I coughed as I involuntarily breathed in more of it. That would be the death of me. Literally. You see, for those who lived long enough without turning their lungs into crystal sculptures often died from madness induced by said dust. I don’t know how it worked, I was, after all, only a stupid earth pony, but I knew that those furballs were willing to sacrifice dozens of slaves to get a piece of that crystal. They were probably like drugs to them, while it was poison to us. And another thing I knew—those crystals were possibly harder than diamonds, making it a pain in the ass to mine them even with their teeth and claws, and as such they had us do their work for them. Serve and die alone; such was the motto of us, slaves.
As soon as a shard of crystal clanged against the floor, a paw was there to swipe it with the speed of a Wonderbolt. I heard the diamond dog muttering as it coo’ed and hugged the crystal like it was its baby. I say, they’re all crackheads. Or should it be crystalheads?
“To work!” It shrilled when it noticed me staring. Then it marched off rather angrily. Well, at least he didn’t beat me up like the last idiotic furball that kept me company before this dog.
I wasn’t normally this mean, but the dust was playing games with my mind, the line between a nightly sleep and an eternal sleep was beginning to blur, and I was afraid that each night Mother Reaper would come and carry me within her hooves to Eternity. No one really knew what lay beyond, maybe Celestia or Luna did, but neither of them ever talked about it. And religions were unheard of in Equestria; after all, we had our eternal, benevolent princesses. Plus, no one ever wanted to talk about death in happy-no-slavery-land.
So, I went back to work, my tired body barely keeping me on my legs. But I dug anyway, until I couldn’t even do that, and slumped to the floor in utter exhaustion. I couldn’t care if they decided to beat me up. I wouldn’t even feel it. I didn’t care if they would kill me. It would be freedom.

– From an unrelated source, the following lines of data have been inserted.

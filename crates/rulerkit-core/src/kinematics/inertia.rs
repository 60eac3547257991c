//! Flick inertia following the scroll-view deceleration model.
//!
//! `rate` is the fraction of velocity kept per elapsed millisecond, so the
//! velocity after `t` seconds is `v0 * rate^(1000 t)`. Integrating gives the
//! travelled distance, whose limit is the total flick distance.

use crate::error::{Error, Result};

/// Per-millisecond deceleration used by the ruler.
pub const RULER_DECELERATION_RATE: f64 = 0.9972;

/// Velocity (px/s) under which a flick is considered finished.
pub const DEFAULT_STOP_VELOCITY: f64 = 0.5;

/// Deceleration parameters for a flick.
#[derive(Debug, Clone, Copy, PartialEq)]
pub struct Deceleration {
    rate: f64,
    stop_velocity: f64,
}

impl Default for Deceleration {
    fn default() -> Self {
        Self {
            rate: RULER_DECELERATION_RATE,
            stop_velocity: DEFAULT_STOP_VELOCITY,
        }
    }
}

impl Deceleration {
    /// `rate` must lie strictly between 0 and 1.
    pub fn new(rate: f64) -> Result<Self> {
        if !(rate > 0.0 && rate < 1.0) {
            return Err(Error::InvalidPhysics(format!(
                "deceleration rate {rate} must be in (0, 1)"
            )));
        }
        Ok(Self {
            rate,
            stop_velocity: DEFAULT_STOP_VELOCITY,
        })
    }

    /// Override the velocity threshold that ends a flick.
    pub fn with_stop_velocity(mut self, stop_velocity: f64) -> Result<Self> {
        if !(stop_velocity > 0.0 && stop_velocity.is_finite()) {
            return Err(Error::InvalidPhysics(format!(
                "stop velocity {stop_velocity} must be a positive number"
            )));
        }
        self.stop_velocity = stop_velocity;
        Ok(self)
    }

    #[inline]
    pub fn rate(&self) -> f64 {
        self.rate
    }

    #[inline]
    pub fn stop_velocity(&self) -> f64 {
        self.stop_velocity
    }

    /// `1000 * ln(rate)`, the (negative) exponent per second.
    #[inline]
    fn coefficient(&self) -> f64 {
        1000.0 * self.rate.ln()
    }

    /// Velocity after `t` seconds.
    pub fn velocity(&self, t: f64, v0: f64) -> f64 {
        v0 * self.rate.powf(1000.0 * t)
    }

    /// Distance travelled after `t` seconds. Zero at `t = 0`, increasing in
    /// magnitude towards [`total_distance`](Self::total_distance).
    pub fn distance(&self, t: f64, v0: f64) -> f64 {
        v0 * (self.rate.powf(1000.0 * t) - 1.0) / self.coefficient()
    }

    /// Distance travelled once the flick has fully decayed.
    pub fn total_distance(&self, v0: f64) -> f64 {
        -v0 / self.coefficient()
    }

    /// Time until the velocity falls to the stop threshold.
    pub fn duration(&self, v0: f64) -> f64 {
        let speed = v0.abs();
        if speed <= self.stop_velocity {
            return 0.0;
        }
        (self.stop_velocity / speed).ln() / self.coefficient()
    }

    /// Time needed to travel `d` when launched at `v0`.
    ///
    /// Distances pointing against `v0` take no time. Distances at or past the
    /// total flick distance are never reached, so the flick duration is
    /// returned instead.
    pub fn time_to_reach(&self, d: f64, v0: f64) -> f64 {
        if d == 0.0 || v0 == 0.0 || d.signum() != v0.signum() {
            return 0.0;
        }
        let arg = 1.0 + self.coefficient() * d / v0;
        if arg <= 0.0 {
            return self.duration(v0);
        }
        (arg.ln() / self.coefficient()).max(0.0)
    }
}
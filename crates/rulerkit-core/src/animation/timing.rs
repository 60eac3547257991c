//! Time arithmetic for frame-driven animations.

use std::time::Duration;

/// Fraction of `duration` covered by `elapsed`, clamped to [0, 1].
///
/// A zero duration is always complete.
#[inline]
pub fn progress(elapsed: Duration, duration: Duration) -> f64 {
    if duration.is_zero() {
        return 1.0;
    }
    let ratio = elapsed.as_secs_f64() / duration.as_secs_f64();
    ratio.clamp(0.0, 1.0)
}

#[inline]
pub fn is_complete(elapsed: Duration, duration: Duration) -> bool {
    elapsed >= duration
}

/// Linear interpolation between two values
#[inline]
pub fn lerp(from: f64, to: f64, t: f64) -> f64 {
    from + (to - from) * t
}

/// Seconds to `Duration`, mapping negative, NaN and overflowing inputs to zero.
pub fn seconds(secs: f64) -> Duration {
    if secs > 0.0 {
        Duration::try_from_secs_f64(secs).unwrap_or(Duration::ZERO)
    } else {
        Duration::ZERO
    }
}
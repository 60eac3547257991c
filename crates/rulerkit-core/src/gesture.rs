//! Gesture input fed to the ruler by the host.
//!
//! Hosts translate whatever pointer system they have into a single stream of
//! [`GestureEvent`]s and hand each one to
//! [`SlidingRuler::handle_gesture`](crate::SlidingRuler::handle_gesture).

use serde::{Deserialize, Serialize};

/// Two-component vector in virtual pixels (or pixels per second).
#[derive(Debug, Clone, Copy, Default, PartialEq, Serialize, Deserialize)]
pub struct Vec2 {
    pub x: f64,
    pub y: f64,
}

impl Vec2 {
    pub const ZERO: Vec2 = Vec2 { x: 0.0, y: 0.0 };

    pub const fn new(x: f64, y: f64) -> Self {
        Self { x, y }
    }
}

/// Direction the scale runs in.
#[derive(Debug, Clone, Copy, Default, PartialEq, Eq, Serialize, Deserialize)]
#[serde(rename_all = "snake_case")]
pub enum Axis {
    #[default]
    Horizontal,
    Vertical,
}

impl Axis {
    /// Component of `v` along this axis.
    #[inline]
    pub fn primary(self, v: Vec2) -> f64 {
        match self {
            Axis::Horizontal => v.x,
            Axis::Vertical => v.y,
        }
    }

    /// Vector with `value` on this axis and zero on the other one.
    pub fn vector(self, value: f64) -> Vec2 {
        match self {
            Axis::Horizontal => Vec2::new(value, 0.0),
            Axis::Vertical => Vec2::new(0.0, value),
        }
    }
}

#[derive(Debug, Clone, Copy, PartialEq, Eq, Serialize, Deserialize)]
#[serde(rename_all = "snake_case")]
pub enum GesturePhase {
    Began,
    Changed,
    Ended,
}

/// One drag sample. `translation` is cumulative since the drag began.
#[derive(Debug, Clone, Copy, PartialEq, Serialize, Deserialize)]
pub struct GestureSample {
    pub phase: GesturePhase,
    pub translation: Vec2,
    pub velocity: Vec2,
    pub location: Vec2,
}

impl GestureSample {
    pub fn new(phase: GesturePhase, translation: Vec2, velocity: Vec2) -> Self {
        Self {
            phase,
            translation,
            velocity,
            location: Vec2::ZERO,
        }
    }

    pub fn at(mut self, location: Vec2) -> Self {
        self.location = location;
        self
    }
}

#[derive(Debug, Clone, Copy, PartialEq, Serialize, Deserialize)]
#[serde(tag = "kind", rename_all = "snake_case")]
pub enum GestureEvent {
    /// Finger down, delivered before any sample
    TouchDown,
    Sample(GestureSample),
    /// Finger lifted without the drag ever starting
    EndedWithoutDrag,
}

#[cfg(test)]
mod tests {
    use super::*;

    #[test]
    fn test_axis_primary() {
        let v = Vec2::new(3.0, -4.0);
        assert_eq!(Axis::Horizontal.primary(v), 3.0);
        assert_eq!(Axis::Vertical.primary(v), -4.0);
        assert_eq!(Axis::Vertical.vector(2.0), Vec2::new(0.0, 2.0));
    }
}
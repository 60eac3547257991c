mod ruler;
mod skins;
mod status_bar;

pub use ruler::{inner_area, Canvas, RulerWidget};
pub use skins::{BlankSkin, CenteredSkin, Graduation, PrimarySkin, ScaleSkin, SkinKind};
pub use status_bar::StatusBarWidget;
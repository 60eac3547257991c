//! Critically damped spring with a zero target.
//!
//! `x(t) = e^(-βt) (c1 + c2 t)` with `c2 = v0 + β c1`, where `c1` is the
//! initial displacement and `v0` the initial velocity. Unit mass,
//! stiffness 100, so `β = 10`.

/// Spring stiffness (unit mass).
pub const STIFFNESS: f64 = 100.0;

/// Half the damping coefficient; `sqrt(STIFFNESS)` for critical damping.
const BETA: f64 = 10.0;

/// Displacement (px) treated as "at rest" when sizing the animation.
const EPSILON: f64 = 0.1;

/// Displacement after `t` seconds.
pub fn value(t: f64, v0: f64, displacement: f64) -> f64 {
    let c1 = displacement;
    let c2 = v0 + BETA * c1;
    (-BETA * t).exp() * (c1 + c2 * t)
}

/// Velocity after `t` seconds.
pub fn velocity(t: f64, v0: f64, displacement: f64) -> f64 {
    let c1 = displacement;
    let c2 = v0 + BETA * c1;
    (-BETA * t).exp() * (c2 - BETA * (c1 + c2 * t))
}

/// How long the spring needs before its displacement is negligible.
pub fn duration(v0: f64, displacement: f64) -> f64 {
    if v0 == 0.0 && displacement == 0.0 {
        return 0.0;
    }
    let c1 = displacement.abs();
    let c2 = (v0 + BETA * displacement).abs();

    let from_displacement = if c1 > 0.0 {
        (2.0 * c1 / EPSILON).ln() / BETA
    } else {
        0.0
    };
    let from_velocity = if c2 > 0.0 {
        2.0 / BETA * (4.0 * c2 / (EPSILON * BETA)).ln()
    } else {
        0.0
    };

    from_displacement.max(from_velocity).max(0.0)
}
//! Closed ranges over `f64` and the small numeric helpers the engine leans on.
//!
//! Either side of a [`Bounds`] may be infinite. Containment, clamping and
//! "is exactly a bound" checks all behave as expected with infinities.

use serde::{Deserialize, Serialize};

use crate::error::{Error, Result};

/// Closed range `[lower, upper]`.
#[derive(Debug, Clone, Copy, PartialEq, Serialize, Deserialize)]
pub struct Bounds {
    lower: f64,
    upper: f64,
}

impl Bounds {
    /// Create a range, rejecting `lower > upper` and NaN.
    pub fn new(lower: f64, upper: f64) -> Result<Self> {
        if lower.is_nan() || upper.is_nan() || lower > upper {
            return Err(Error::InvalidBounds { lower, upper });
        }
        Ok(Self { lower, upper })
    }

    /// `(-inf, +inf)`
    pub const fn unbounded() -> Self {
        Self {
            lower: f64::NEG_INFINITY,
            upper: f64::INFINITY,
        }
    }

    /// Build without validation. Callers guarantee `lower <= upper`.
    pub(crate) const fn new_unchecked(lower: f64, upper: f64) -> Self {
        Self { lower, upper }
    }

    #[inline]
    pub fn lower(&self) -> f64 {
        self.lower
    }

    #[inline]
    pub fn upper(&self) -> f64 {
        self.upper
    }

    #[inline]
    pub fn contains(&self, x: f64) -> bool {
        self.lower <= x && x <= self.upper
    }

    #[inline]
    pub fn clamp(&self, x: f64) -> f64 {
        x.max(self.lower).min(self.upper)
    }

    /// `x` equals one of the two ends exactly.
    #[inline]
    pub fn is_bound(&self, x: f64) -> bool {
        x == self.lower || x == self.upper
    }

    /// The end closest to `x`. Ties go to the lower end.
    pub fn nearest_bound(&self, x: f64) -> f64 {
        let delta_low = x - self.lower;
        let delta_up = self.upper - x;
        if delta_low <= delta_up {
            self.lower
        } else {
            self.upper
        }
    }
}

impl Default for Bounds {
    fn default() -> Self {
        Self::unbounded()
    }
}

/// Round to six decimal places, hiding float noise around grid boundaries.
#[inline]
pub fn approximated(x: f64) -> f64 {
    (x * 1_000_000.0).round() / 1_000_000.0
}

/// Smallest odd number `>= n`.
#[inline]
pub fn next_odd(n: usize) -> usize {
    if n % 2 == 0 {
        n + 1
    } else {
        n
    }
}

But they wouldn’t, I knew that. They would drag you by your legs back to your cell. Then they waited until they felt it appropriate to wake you up to use you again. If you wouldn’t go, then violence would be used. And no matter where you were, the fear of death and oftentimes pain was rarely a thing to ignore.
I fell into such blissful sleep while I could feel someone dragging me across the jagged floor, only to be woken up two seconds later.
“Wake up!” someone yelled in their crude Equestrian, and slipped some bread and water through a small window that was set into the wall right next to the iron-reinforced wooden door. Then that someone slammed down some kind of metalling slate into the window, and left me with barely enough light that shone through five thick metal bars set into a small opening in the upper third of the door.
I fell about five times before my legs were steady enough to carry me over to the plate and jug, and I quickly started ravaging their contents. As I discovered, neither the food nor the drink were poisoned or drugged, which was probably smart. They needed all the strength out of us they could get.
The moment I finished, the door opened and a diamond dog dressed in a ragged jacket, its brown fur matted with crystalline dust, and its eyes as cold as the stone they reflected, stepped inside, a whip in one of its paws. I envied that creature, you know. At least we earth ponies could have gotten some paws from mother nature. But no, we didn’t even have that.
I was certain he was a male. Not from his posture, not from his body, but from the way he talked in his gruff, unforgiving voice every time one of us stopped to take a slightly longer-than-necessary break. His voice was bad news if it was directed at you. In fact, it was bad news for everyone who heard him, because as soon as he got on to punishing slaves, there used to be a lot of collateral damage on other nearby slaves that were doing that duty.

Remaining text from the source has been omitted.